File No. 893.543 C 42/6.
Minister Reinsch to the Secretary of State.
Peking, September 30, 1915.
Sir: In continuation of dispatch No. 761, of the 22d instant, I have the honor to submit for the information of the Department a translation of the note17 in which the Foreign Office, replying under date of the 22d instant to the Legation’s note of August 30, communicated to the Legation the text of that judgment with the comment that it had been discussed with and approved by both the American and Japanese assessors. There is also enclosed a copy of the note17 by which the Legation on the following day pointed out that the case was one between Americans and Chinese, in which no other nationality was involved, and requesting for its files another statement of the settlement which should not confuse the question at issue by irrelevant references to third parties.
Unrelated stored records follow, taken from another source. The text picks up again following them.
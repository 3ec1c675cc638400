use axum::{
    extract::{Request, State},
    http::{header, HeaderMap},
    middleware::Next,
    response::Response,
};
use jsonwebtoken::{decode, encode, errors::ErrorKind, DecodingKey, EncodingKey, Header, Validation};
use serde::{Deserialize, Serialize};
use std::sync::Arc;

use crate::handlers::ApiError;
use crate::models::Principal;
use crate::services::AppState;

#[derive(Debug, Serialize, Deserialize, Clone)]
pub struct JwtClaims {
    pub sub: String, // username
    #[serde(default)]
    pub is_admin: bool,
    pub exp: usize, // expiration timestamp
    pub iat: usize, // issued at timestamp
}

impl JwtClaims {
    pub fn principal(&self) -> Principal {
        Principal::new(&self.sub, self.is_admin)
    }
}

#[derive(Debug, thiserror::Error)]
pub enum AuthError {
    #[error("Invalid token")]
    InvalidToken,
    #[error("Token expired")]
    ExpiredToken,
    #[error("Missing authorization token")]
    MissingToken,
    #[error("Invalid token signature")]
    InvalidSignature,
}

pub struct JwtService {
    encoding_key: EncodingKey,
    decoding_key: DecodingKey,
}

impl JwtService {
    pub fn new(secret: &str) -> Self {
        Self {
            encoding_key: EncodingKey::from_secret(secret.as_bytes()),
            decoding_key: DecodingKey::from_secret(secret.as_bytes()),
        }
    }

    pub fn generate_token(&self, claims: JwtClaims) -> Result<String, AuthError> {
        encode(&Header::default(), &claims, &self.encoding_key).map_err(|_| AuthError::InvalidToken)
    }

    pub fn validate_token(&self, token: &str) -> Result<JwtClaims, AuthError> {
        let validation = Validation::default();

        decode::<JwtClaims>(token, &self.decoding_key, &validation)
            .map(|data| data.claims)
            .map_err(|e| match e.kind() {
                ErrorKind::ExpiredSignature => AuthError::ExpiredToken,
                ErrorKind::InvalidSignature => AuthError::InvalidSignature,
                _ => AuthError::InvalidToken,
            })
    }
}

pub fn bearer_token(headers: &HeaderMap) -> Result<&str, AuthError> {
    headers
        .get(header::AUTHORIZATION)
        .and_then(|v| v.to_str().ok())
        .and_then(|v| v.strip_prefix("Bearer "))
        .map(str::trim)
        .filter(|v| !v.is_empty())
        .ok_or(AuthError::MissingToken)
}

/// Validates the bearer token and stores the caller's `Principal` in the
/// request extensions.
pub async fn auth_middleware(
    State(state): State<Arc<AppState>>,
    headers: HeaderMap,
    mut request: Request,
    next: Next,
) -> Result<Response, ApiError> {
    let token = bearer_token(&headers).map_err(|_| {
        ApiError::Unauthorized("Authorization header is not in correct format".to_string())
    })?;

    let jwt_service = JwtService::new(&state.config.signing_key);
    let claims = jwt_service.validate_token(token).map_err(|e| {
        tracing::warn!("JWT validation failed: {}", e);
        ApiError::Unauthorized("Token validation failed. Resend valid token".to_string())
    })?;

    tracing::debug!(
        "Authenticated user: {} (admin: {})",
        claims.sub,
        claims.is_admin
    );

    request.extensions_mut().insert(claims.principal());

    Ok(next.run(request).await)
}

pub async fn admin_guard_middleware(request: Request, next: Next) -> Result<Response, ApiError> {
    match request.extensions().get::<Principal>() {
        Some(principal) if principal.is_admin => Ok(next.run(request).await),
        Some(principal) => {
            tracing::warn!("Access denied for {}: admin role required", principal.username);
            Err(ApiError::Forbidden(
                "You don't have access to make this request".to_string(),
            ))
        }
        None => Err(ApiError::Unauthorized(
            "Authorization header is not in correct format".to_string(),
        )),
    }
}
Lest any misunderstanding should arise out of the ambiguous phraseology of the note from the Foreign Office, which seems to imply that the final judgment was signed by the Japanese assessor, I have to report that the Legation has communicated with the Consulate General at Shanghai and has ascertained that such is not the case.
When calling on the Minister for Foreign Affairs yesterday afternoon I took occasion to express to him the unwillingness of the Legation to accept the note of the 22d instant as concluding the matter, in view of its gratuitously confusing the question of jurisdiction involved by setting forth the concurrence of the Japanese assessor—in [Page 254] entire disregard of the contention upon which the Legation has rested the case, and which the Minister for Foreign Affairs, in conversations with me and with the Chargé d’Affaires during my absence, has accepted as being the sole contention compatible with Chinese sovereignty under the existing treaties. In reply, the Minister consented that the Foreign Office note of September 22 and the Legation’s reply of the 23d should both be returned, and that this exchange of correspondence should be considered as non avenu.